Exercise prompt |
Every line with "NexusError" in it must be copied from the data.

Stored items:

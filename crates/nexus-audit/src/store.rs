use chrono::{DateTime, Utc};
use nexus_core::{NexusError, Result};
use parking_lot::Mutex;
use rusqlite::{Connection, OptionalExtension, params};
use std::path::Path;
use tracing::{debug, info};

use crate::entry::{AuditEntry, format_timestamp, parse_severity};

fn storage(e: impl std::fmt::Display) -> NexusError {
    NexusError::Storage(e.to_string())
}

const SELECT_COLUMNS: &str = "SELECT seq, actor, kind, severity, payload, payload_digest, prev_hash, entry_hash, timestamp FROM audit_log";

/// SQLite persistence for audit entries.
pub struct AuditStore {
    conn: Mutex<Connection>,
}

impl AuditStore {
    /// Open or create the audit database at the given path.
    pub fn open(path: &Path) -> Result<Self> {
        info!(?path, "opening audit store");
        if let Some(parent) = path.parent()
            && !parent.as_os_str().is_empty()
        {
            std::fs::create_dir_all(parent)?;
        }
        let conn = Connection::open(path).map_err(storage)?;

        // Enable WAL mode for concurrent reads
        conn.execute_batch("PRAGMA journal_mode=WAL; PRAGMA synchronous=NORMAL;")
            .map_err(storage)?;
        Self::init(conn)
    }

    pub fn open_in_memory() -> Result<Self> {
        let conn = Connection::open_in_memory().map_err(storage)?;
        Self::init(conn)
    }

    fn init(conn: Connection) -> Result<Self> {
        conn.execute_batch(
            "
            CREATE TABLE IF NOT EXISTS audit_log (
                seq INTEGER PRIMARY KEY,
                actor TEXT NOT NULL,
                kind TEXT NOT NULL,
                severity TEXT NOT NULL,
                payload TEXT NOT NULL,
                payload_digest TEXT NOT NULL,
                prev_hash TEXT NOT NULL,
                entry_hash TEXT NOT NULL,
                timestamp TEXT NOT NULL
            );

            CREATE INDEX IF NOT EXISTS idx_audit_timestamp ON audit_log(timestamp);
            CREATE INDEX IF NOT EXISTS idx_audit_kind ON audit_log(kind);
            ",
        )
        .map_err(storage)?;
        Ok(Self {
            conn: Mutex::new(conn),
        })
    }

    /// Write entries in one transaction. A duplicate seq aborts the whole batch.
    pub fn append_batch(&self, entries: &[AuditEntry]) -> Result<usize> {
        if entries.is_empty() {
            return Ok(0);
        }
        let mut conn = self.conn.lock();
        let tx = conn.transaction().map_err(storage)?;
        {
            let mut stmt = tx
                .prepare_cached(
                    "INSERT INTO audit_log (seq, actor, kind, severity, payload, payload_digest, prev_hash, entry_hash, timestamp)
                     VALUES (?1, ?2, ?3, ?4, ?5, ?6, ?7, ?8, ?9)",
                )
                .map_err(storage)?;
            for e in entries {
                let seq = i64::try_from(e.seq).map_err(storage)?;
                stmt.execute(params![
                    seq,
                    e.actor,
                    e.kind.as_str(),
                    e.severity.to_string(),
                    serde_json::to_string(&e.payload)?,
                    e.payload_digest,
                    e.prev_hash,
                    e.entry_hash,
                    format_timestamp(&e.timestamp),
                ])
                .map_err(storage)?;
            }
        }
        tx.commit().map_err(storage)?;
        debug!(count = entries.len(), "audit batch persisted");
        Ok(entries.len())
    }

    /// Up to `limit` entries with `seq >= from_seq`, in order.
    pub fn load_range(&self, from_seq: u64, limit: usize) -> Result<Vec<AuditEntry>> {
        let from = i64::try_from(from_seq).unwrap_or(i64::MAX);
        let limit = i64::try_from(limit).unwrap_or(i64::MAX);
        let conn = self.conn.lock();
        let mut stmt = conn
            .prepare_cached(&format!("{SELECT_COLUMNS} WHERE seq >= ?1 ORDER BY seq ASC LIMIT ?2"))
            .map_err(storage)?;
        let rows = stmt
            .query_map(params![from, limit], raw_row)
            .map_err(storage)?;
        rows.map(|r| r.map_err(storage).and_then(decode))
            .collect()
    }

    pub fn load_all(&self) -> Result<Vec<AuditEntry>> {
        self.load_range(0, usize::MAX)
    }

    /// The last persisted entry.
    pub fn head(&self) -> Result<Option<AuditEntry>> {
        let conn = self.conn.lock();
        let raw = conn
            .query_row(&format!("{SELECT_COLUMNS} ORDER BY seq DESC LIMIT 1"), [], raw_row)
            .optional()
            .map_err(storage)?;
        raw.map(decode).transpose()
    }

    pub fn count(&self) -> Result<u64> {
        let conn = self.conn.lock();
        let n: i64 = conn
            .query_row("SELECT COUNT(*) FROM audit_log", [], |r| r.get(0))
            .map_err(storage)?;
        Ok(n.max(0) as u64)
    }
}

/// Columns as stored, before parsing.
struct RawRow {
    seq: i64,
    actor: String,
    kind: String,
    severity: String,
    payload: String,
    payload_digest: String,
    prev_hash: String,
    entry_hash: String,
    timestamp: String,
}

fn raw_row(row: &rusqlite::Row<'_>) -> rusqlite::Result<RawRow> {
    Ok(RawRow {
        seq: row.get(0)?,
        actor: row.get(1)?,
        kind: row.get(2)?,
        severity: row.get(3)?,
        payload: row.get(4)?,
        payload_digest: row.get(5)?,
        prev_hash: row.get(6)?,
        entry_hash: row.get(7)?,
        timestamp: row.get(8)?,
    })
}

fn decode(raw: RawRow) -> Result<AuditEntry> {
    let timestamp: DateTime<Utc> = DateTime::parse_from_rfc3339(&raw.timestamp)
        .map_err(storage)?
        .with_timezone(&Utc);
    Ok(AuditEntry {
        seq: u64::try_from(raw.seq).map_err(storage)?,
        actor: raw.actor,
        kind: raw.kind.parse().map_err(NexusError::Storage)?,
        severity: parse_severity(&raw.severity).map_err(NexusError::Storage)?,
        payload: serde_json::from_str(&raw.payload)?,
        payload_digest: raw.payload_digest,
        prev_hash: raw.prev_hash,
        entry_hash: raw.entry_hash,
        timestamp,
    })
}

Reply |
use nexus_core::{NexusError, Result};
fn storage(e: impl std::fmt::Display) -> NexusError {
    NexusError::Storage(e.to_string())
        kind: raw.kind.parse().map_err(NexusError::Storage)?,
        severity: parse_severity(&raw.severity).map_err(NexusError::Storage)?,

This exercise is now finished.